**DIRECTIONS:**
All lines in the records below with the word "https" must be returned.

(Data entries)
⁂
//! Image placeholder markers and word counting.

use regex::Regex;
use std::sync::LazyLock;

/// Matches a complete `[配图建议|名称:...]` marker.
pub static PLACEHOLDER: LazyLock<Regex> =
    LazyLock::new(|| Regex::new(r"\[配图建议\|名称:[^\]]+\]").expect("Valid placeholder regex"));

const SNIPPET_CHARS: usize = 12;

fn is_snippet_char(ch: char) -> bool {
    ch.is_ascii_alphanumeric() || ('\u{4e00}'..='\u{9fa5}').contains(&ch)
}

fn placeholder_count(total_chars: usize) -> usize {
    if total_chars < 700 {
        1
    } else if total_chars < 1500 {
        2
    } else {
        3
    }
}

fn snippet_for(paragraph: &str, seq: usize) -> String {
    let snippet: String = paragraph
        .chars()
        .filter(|c| is_snippet_char(*c))
        .take(SNIPPET_CHARS)
        .collect();
    if snippet.is_empty() {
        format!("场景{seq}")
    } else {
        snippet
    }
}

fn marker(snippet: &str) -> String {
    format!("[配图建议|名称:{snippet}配图|说明:围绕“{snippet}”设计与段落语义一致的画面]")
}

/// Guarantee the text carries at least one image placeholder.
///
/// Text that is blank or already has a marker is returned unchanged.
/// Otherwise one to three markers are inserted after evenly spaced
/// paragraphs and paragraphs are re-joined with blank lines.
///
/// # Examples
///
/// ```
/// use scrivener_workflow::{PLACEHOLDER, ensure_image_placeholders};
///
/// let out = ensure_image_placeholders("清晨的山谷里雾气弥漫。\n午后阳光洒满田野。");
/// assert_eq!(PLACEHOLDER.find_iter(&out).count(), 1);
/// assert!(out.starts_with("清晨的山谷里雾气弥漫。"));
/// ```
pub fn ensure_image_placeholders(text: &str) -> String {
    if text.trim().is_empty() || PLACEHOLDER.is_match(text) {
        return text.to_string();
    }

    let paragraphs: Vec<&str> = text
        .lines()
        .map(str::trim)
        .filter(|line| !line.is_empty())
        .collect();
    let total_chars: usize = paragraphs.iter().map(|p| p.chars().count()).sum();
    let len = paragraphs.len();

    let mut indices: Vec<usize> = [len / 4, len / 2, 3 * len / 4]
        .into_iter()
        .take(placeholder_count(total_chars))
        .filter(|idx| *idx < len)
        .collect();
    indices.sort_unstable();
    indices.dedup();
    if indices.is_empty() {
        indices.push(0);
    }

    let mut blocks = Vec::with_capacity(len + indices.len());
    let mut seq = 0;
    for (idx, paragraph) in paragraphs.iter().enumerate() {
        blocks.push((*paragraph).to_string());
        if indices.contains(&idx) {
            seq += 1;
            blocks.push(marker(&snippet_for(paragraph, seq)));
        }
    }
    blocks.join("\n\n")
}

/// Character count of the text with markers and whitespace removed.
///
/// ```
/// use scrivener_workflow::count_actual_words;
///
/// assert_eq!(count_actual_words("你好 世界\n[配图建议|名称:x|说明:y]"), 4);
/// ```
pub fn count_actual_words(text: &str) -> usize {
    PLACEHOLDER
        .replace_all(text, "")
        .chars()
        .filter(|c| !c.is_whitespace())
        .count()
}
//! Role types for conversation participants.

use serde::{Deserialize, Serialize};

/// Who authored a chat message.
///
/// # Examples
///
/// ```
/// use scrivener_core::Role;
///
/// assert_ne!(Role::User, Role::Assistant);
/// assert_eq!(format!("{}", Role::System), "system");
/// ```
#[derive(
    Debug,
    Clone,
    Copy,
    PartialEq,
    Eq,
    PartialOrd,
    Ord,
    Hash,
    Serialize,
    Deserialize,
    derive_more::Display,
)]
#[serde(rename_all = "lowercase")]
pub enum Role {
    /// System messages provide context and instructions
    #[display("system")]
    System,
    /// User messages carry the prompt
    #[display("user")]
    User,
    /// Assistant messages are prior model output
    #[display("assistant")]
    Assistant,
}
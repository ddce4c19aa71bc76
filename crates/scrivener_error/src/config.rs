//! Configuration error types.

/// Configuration error with source location.
#[derive(Debug, Clone, derive_more::Display, derive_more::Error)]
#[display("Configuration Error: {} at line {} in {}", message, line, file)]
pub struct ConfigError {
    /// Error message
    pub message: String,
    /// Line number where the error occurred
    pub line: u32,
    /// File where the error occurred
    pub file: &'static str,
}

impl ConfigError {
    /// Create a new ConfigError with the given message at the current location.
    ///
    /// # Examples
    ///
    /// ```
    /// use scrivener_error::ConfigError;
    ///
    /// let err = ConfigError::new("Missing required field");
    /// assert!(err.message.contains("Missing required"));
    /// ```
    #[track_caller]
    pub fn new(message: impl Into<String>) -> Self {
        let location = std::panic::Location::caller();
        Self {
            message: message.into(),
            line: location.line(),
            file: location.file(),
        }
    }
}
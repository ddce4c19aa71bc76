//! Tests for chat-driven cover generation.

mod test_utils;

use async_trait::async_trait;
use scrivener_core::{WorkflowInput, WorkflowStatus};
use scrivener_error::ScrivenerResult;
use scrivener_interface::{CoverGenerator, CoverRequest, GeneratedImage, ImageGeneration};
use scrivener_workflow::{PromptedCoverGenerator, RENDER_GUARD, WorkflowOrchestrator};
use std::sync::{Arc, Mutex};
use test_utils::{MockLlm, MockReply, repo_with_style, verdict};

#[derive(Default)]
struct RecordingImages {
    calls: Mutex<Vec<(String, String)>>,
}

impl RecordingImages {
    fn calls(&self) -> Vec<(String, String)> {
        self.calls.lock().unwrap().clone()
    }
}

#[async_trait]
impl ImageGeneration for RecordingImages {
    async fn generate_image(&self, prompt: &str, size: &str) -> ScrivenerResult<GeneratedImage> {
        self.calls
            .lock()
            .unwrap()
            .push((prompt.to_string(), size.to_string()));
        Ok(GeneratedImage {
            url: "https://img.example.com/cover.png".to_string(),
            size: size.to_string(),
        })
    }
}

const CONTENT: &str = "雨后的城市像被重新洗过一遍，街角的梧桐叶闪着光。";

#[tokio::test]
async fn test_keyword_path_uses_two_chat_calls() {
    let llm = Arc::new(
        MockLlm::new(MockReply::text("x"), MockReply::text("{}"))
            .queue_chat("雨后, 城市, 梧桐")
            .queue_chat("A rain-washed street lined with plane trees\n公众号封面 比例为 2.35:1"),
    );
    let images = Arc::new(RecordingImages::default());
    let generator = PromptedCoverGenerator::new(llm.clone(), images.clone());

    let request = CoverRequest::builder()
        .title("雨后")
        .content(CONTENT)
        .size("2.35:1")
        .build()
        .unwrap();
    let cover = generator.generate_cover(&request).await.unwrap();

    assert_eq!(llm.chat_calls(), 2);
    assert!(llm.prompts()[1].contains("雨后, 城市, 梧桐"));
    assert_eq!(cover.size, "3072x1308");
    assert_eq!(cover.image_url, "https://img.example.com/cover.png");
    assert!(cover.prompt.starts_with("A rain-washed street"));
    assert!(!cover.prompt.contains("公众号"));
    assert!(cover.prompt.ends_with(RENDER_GUARD));
    assert_eq!(images.calls()[0].0, cover.prompt);
}

#[tokio::test]
async fn test_template_path_skips_chat() {
    let llm = Arc::new(MockLlm::new(MockReply::text("x"), MockReply::text("{}")));
    let images = Arc::new(RecordingImages::default());
    let generator = PromptedCoverGenerator::new(llm.clone(), images.clone());

    let request = CoverRequest::builder()
        .title("雨后")
        .content(CONTENT)
        .style_template("胶片质感海报，主题《{title}》，{mood}")
        .build()
        .unwrap();
    let cover = generator.generate_cover(&request).await.unwrap();

    assert_eq!(llm.chat_calls(), 0);
    assert!(cover.prompt.starts_with("胶片质感海报，主题《雨后》，{mood}"));
    assert_eq!(images.calls()[0].1, "2k");
}

#[tokio::test]
async fn test_short_content_is_rejected() {
    let llm = Arc::new(MockLlm::new(MockReply::text("x"), MockReply::text("{}")));
    let images = Arc::new(RecordingImages::default());
    let generator = PromptedCoverGenerator::new(llm, images.clone());

    let request = CoverRequest::builder().content("太短了").build().unwrap();
    let err = generator.generate_cover(&request).await.unwrap_err();

    assert!(err.is_validation());
    assert!(images.calls().is_empty());
}

#[tokio::test]
async fn test_workflow_attaches_cover() {
    let (repo, style_id) = repo_with_style().await;
    let llm = Arc::new(
        MockLlm::new(
            MockReply::text("雨后的街道很安静，梧桐叶上挂着水珠，路人放慢了脚步。"),
            MockReply::text(verdict(true, 44)),
        )
        .queue_chat("雨后, 街道")
        .queue_chat("Quiet wet street after rain"),
    );
    let images = Arc::new(RecordingImages::default());
    let orchestrator = WorkflowOrchestrator::new(llm.clone(), Arc::new(repo.clone()))
        .with_cover_generator(Arc::new(PromptedCoverGenerator::new(llm, images)))
        .with_cover_size("1:1");

    let input = WorkflowInput::builder()
        .source_article(CONTENT)
        .style_id(style_id)
        .build()
        .unwrap();
    let state = orchestrator.run(&input).await.unwrap();
    let finished = orchestrator
        .resume_skip_to_cover(state.rewrite_id.unwrap())
        .await
        .unwrap();

    assert_eq!(finished.status, WorkflowStatus::Completed);
    let cover = finished.cover.unwrap();
    assert_eq!(cover.size, "2048x2048");
    assert!(cover.prompt.starts_with("Quiet wet street after rain"));
}

#[tokio::test]
async fn test_cover_failure_fails_the_run() {
    let (repo, style_id) = repo_with_style().await;
    // No chat replies queued, so keyword extraction fails
    let llm = Arc::new(MockLlm::new(
        MockReply::text("雨后的街道很安静，梧桐叶上挂着水珠。"),
        MockReply::text(verdict(true, 44)),
    ));
    let images = Arc::new(RecordingImages::default());
    let orchestrator = WorkflowOrchestrator::new(llm.clone(), Arc::new(repo.clone()))
        .with_cover_generator(Arc::new(PromptedCoverGenerator::new(llm, images)));

    let input = WorkflowInput::builder()
        .source_article(CONTENT)
        .style_id(style_id)
        .build()
        .unwrap();
    let state = orchestrator.run(&input).await.unwrap();
    let finished = orchestrator
        .resume_skip_to_cover(state.rewrite_id.unwrap())
        .await
        .unwrap();

    assert_eq!(finished.status, WorkflowStatus::Failed);
    assert!(finished.cover.is_none());
    assert!(finished.error_message.is_some());
}
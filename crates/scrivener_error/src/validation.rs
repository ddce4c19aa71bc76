//! Validation errors surfaced before any workflow step executes.

/// Specific validation failures.
#[derive(Debug, Clone, PartialEq, Eq, Hash, derive_more::Display)]
pub enum ValidationErrorKind {
    /// Source article is empty after trimming
    #[display("Source article is empty")]
    EmptySource,
    /// Target word count must be positive
    #[display("Target word count must be positive, got {}", _0)]
    InvalidTargetWords(u32),
    /// Retry ceiling outside the accepted range
    #[display("Retry ceiling must be at most {}, got {}", max, value)]
    InvalidRetryCeiling {
        /// Requested ceiling
        value: u32,
        /// Largest accepted ceiling
        max: u32,
    },
    /// Writing style does not exist
    #[display("Writing style not found: {}", _0)]
    StyleNotFound(i64),
    /// Rewrite record does not exist
    #[display("Rewrite record not found: {}", _0)]
    RewriteNotFound(i64),
    /// Review record does not exist
    #[display("Review record not found: {}", _0)]
    ReviewNotFound(i64),
    /// Content too short for the requested operation
    #[display("Content too short: need at least {} characters, got {}", min, actual)]
    ContentTooShort {
        /// Minimum accepted length
        min: usize,
        /// Actual length
        actual: usize,
    },
    /// Manual edit resumed without edited text
    #[display("Edited content is empty")]
    EmptyEdit,
    /// URL input could not be turned into article text
    #[display("Could not fetch article from URL: {}", _0)]
    UrlFetch(String),
    /// Style extraction was given no non-blank reference article
    #[display("At least one non-blank reference article is required")]
    NoReferenceArticles,
    /// Style name is blank
    #[display("Style name is empty")]
    EmptyStyleName,
}

/// Validation error with location tracking.
///
/// # Examples
///
/// ```
/// use scrivener_error::{ValidationError, ValidationErrorKind};
///
/// let err = ValidationError::new(ValidationErrorKind::StyleNotFound(3));
/// assert!(format!("{}", err).contains("Writing style not found: 3"));
/// ```
#[derive(Debug, Clone, derive_more::Display, derive_more::Error)]
#[display("Validation Error: {} at line {} in {}", kind, line, file)]
pub struct ValidationError {
    /// The specific validation failure
    pub kind: ValidationErrorKind,
    /// Line number where the error occurred
    pub line: u32,
    /// Source file where the error occurred
    pub file: &'static str,
}

impl ValidationError {
    /// Create a new ValidationError with automatic location tracking.
    #[track_caller]
    pub fn new(kind: ValidationErrorKind) -> Self {
        let location = std::panic::Location::caller();
        Self {
            kind,
            line: location.line(),
            file: location.file(),
        }
    }

    /// Whether the failure names a missing entity.
    pub fn is_not_found(&self) -> bool {
        matches!(
            self.kind,
            ValidationErrorKind::StyleNotFound(_)
                | ValidationErrorKind::RewriteNotFound(_)
                | ValidationErrorKind::ReviewNotFound(_)
        )
    }
}
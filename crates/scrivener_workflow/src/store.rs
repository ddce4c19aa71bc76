//! Process-local store for workflows paused at the decision gate.

use async_trait::async_trait;
use scrivener_core::WorkflowState;
use scrivener_error::ScrivenerResult;
use scrivener_interface::SuspendedWorkflowStore;
use std::collections::HashMap;
use std::sync::Arc;
use tokio::sync::RwLock;

/// In-memory [`SuspendedWorkflowStore`].
///
/// Single-process and non-durable: suspended workflows do not survive a
/// restart and never expire. Two runs that share a rewrite id overwrite
/// each other. Clones share the same map.
#[derive(Debug, Clone, Default)]
pub struct InMemorySuspendedStore {
    states: Arc<RwLock<HashMap<i64, WorkflowState>>>,
}

impl InMemorySuspendedStore {
    /// Create an empty store.
    pub fn new() -> Self {
        Self::default()
    }
}

#[async_trait]
impl SuspendedWorkflowStore for InMemorySuspendedStore {
    async fn put(&self, rewrite_id: i64, state: WorkflowState) -> ScrivenerResult<()> {
        if self.states.write().await.insert(rewrite_id, state).is_some() {
            tracing::warn!(rewrite_id, "Replaced an existing suspended workflow");
        }
        Ok(())
    }

    async fn get(&self, rewrite_id: i64) -> ScrivenerResult<Option<WorkflowState>> {
        Ok(self.states.read().await.get(&rewrite_id).cloned())
    }

    async fn take(&self, rewrite_id: i64) -> ScrivenerResult<Option<WorkflowState>> {
        Ok(self.states.write().await.remove(&rewrite_id))
    }

    async fn remove(&self, rewrite_id: i64) -> ScrivenerResult<bool> {
        Ok(self.states.write().await.remove(&rewrite_id).is_some())
    }

    async fn len(&self) -> usize {
        self.states.read().await.len()
    }
}
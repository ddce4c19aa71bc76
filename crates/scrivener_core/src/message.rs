//! Message types for chat requests.

use crate::Role;
use serde::{Deserialize, Serialize};

/// A single text message in a conversation.
///
/// # Examples
///
/// ```
/// use scrivener_core::{Message, Role};
///
/// let message = Message::user("请改写这篇文章");
/// assert_eq!(message.role, Role::User);
/// ```
#[derive(Debug, Clone, PartialEq, Eq, Hash, Serialize, Deserialize)]
pub struct Message {
    /// The role of the message sender
    pub role: Role,
    /// The text content
    pub content: String,
}

impl Message {
    /// Create a message with an explicit role.
    pub fn new(role: Role, content: impl Into<String>) -> Self {
        Self {
            role,
            content: content.into(),
        }
    }

    /// Create a user message.
    pub fn user(content: impl Into<String>) -> Self {
        Self::new(Role::User, content)
    }

    /// Create a system message.
    pub fn system(content: impl Into<String>) -> Self {
        Self::new(Role::System, content)
    }

    /// Create an assistant message.
    pub fn assistant(content: impl Into<String>) -> Self {
        Self::new(Role::Assistant, content)
    }
}
//! CLI command definitions.

use anyhow::Context;
use clap::{Args, Parser, Subcommand, ValueEnum};
use scrivener::ScrivenerConfig;
use std::path::PathBuf;

/// Scrivener - style-guided article rewriting with review and human sign-off
#[derive(Parser, Debug)]
#[command(name = "scrivener")]
#[command(about = "Style-guided article rewriting with review and human sign-off", long_about = None)]
#[command(version)]
pub struct Cli {
    /// Command to execute
    #[command(subcommand)]
    pub command: Commands,

    /// Enable verbose logging
    #[arg(short, long, global = true)]
    pub verbose: bool,

    /// Configuration file, instead of the standard search path
    #[arg(long, global = true)]
    pub config: Option<PathBuf>,
}

impl Cli {
    /// Load and validate configuration.
    pub fn load_config(&self) -> anyhow::Result<ScrivenerConfig> {
        let config = match &self.config {
            Some(path) => ScrivenerConfig::from_file(path)
                .with_context(|| format!("loading {}", path.display()))?,
            None => ScrivenerConfig::load().context("loading configuration")?,
        };
        config.validate().context("invalid configuration")?;
        Ok(config)
    }
}

/// Available commands
#[derive(Subcommand, Debug)]
pub enum Commands {
    /// Rewrite an article, review it, and finish after a decision
    Run(RunArgs),

    /// Review an article once and print the verdict
    Review(ReviewArgs),

    /// Extract a writing style from reference articles into a style TOML file
    Style(StyleArgs),
}

/// Arguments for `scrivener run`.
#[derive(Args, Debug)]
pub struct RunArgs {
    /// Source article: a file path or an http(s) URL
    #[arg(long)]
    pub source: String,

    /// Writing style TOML file
    #[arg(long)]
    pub style: PathBuf,

    /// Target length in characters (defaults to configuration)
    #[arg(long)]
    pub target_words: Option<u32>,

    /// Retries after failed reviews (defaults to configuration)
    #[arg(long)]
    pub max_retries: Option<u32>,

    /// Directory of .txt/.md reference materials; enables retrieval
    #[arg(long)]
    pub rag_dir: Option<PathBuf>,

    /// Materials retrieved per rewrite (defaults to configuration)
    #[arg(long)]
    pub rag_top_k: Option<usize>,

    /// What to do when the review passes
    #[arg(long, value_enum, default_value = "ask")]
    pub decision: DecisionMode,

    /// Edited article used for the `edit` decision
    #[arg(long)]
    pub edited_file: Option<PathBuf>,

    /// Generate a cover image in the cover step
    #[arg(long)]
    pub cover: bool,

    /// Cover size label or ratio (defaults to configuration)
    #[arg(long)]
    pub cover_size: Option<String>,
}

/// Arguments for `scrivener review`.
#[derive(Args, Debug)]
pub struct ReviewArgs {
    /// Article to review
    #[arg(long)]
    pub file: PathBuf,

    /// Writing style TOML file the article should follow
    #[arg(long)]
    pub style: PathBuf,
}

/// Arguments for `scrivener style`.
#[derive(Args, Debug)]
pub struct StyleArgs {
    /// Name of the new style
    #[arg(long)]
    pub name: String,

    /// Reference article files; at most five non-blank ones are analyzed
    #[arg(long = "article", required = true)]
    pub articles: Vec<PathBuf>,

    /// Labels stored with the style
    #[arg(long = "tag")]
    pub tags: Vec<String>,

    /// Where to write the style TOML, usable as `run --style`
    #[arg(long)]
    pub output: PathBuf,
}

/// Decision applied when a run reaches the decision gate.
#[derive(ValueEnum, Clone, Copy, Debug, PartialEq, Eq)]
pub enum DecisionMode {
    /// Prompt on the terminal
    Ask,
    /// Replace the text with `--edited-file`
    Edit,
    /// Go straight to the cover step
    Cover,
}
⁂
**RESPONSE FOR THIS EXERCISE:**
            url: "https://img.example.com/cover.png".to_string(),
    assert_eq!(cover.image_url, "https://img.example.com/cover.png");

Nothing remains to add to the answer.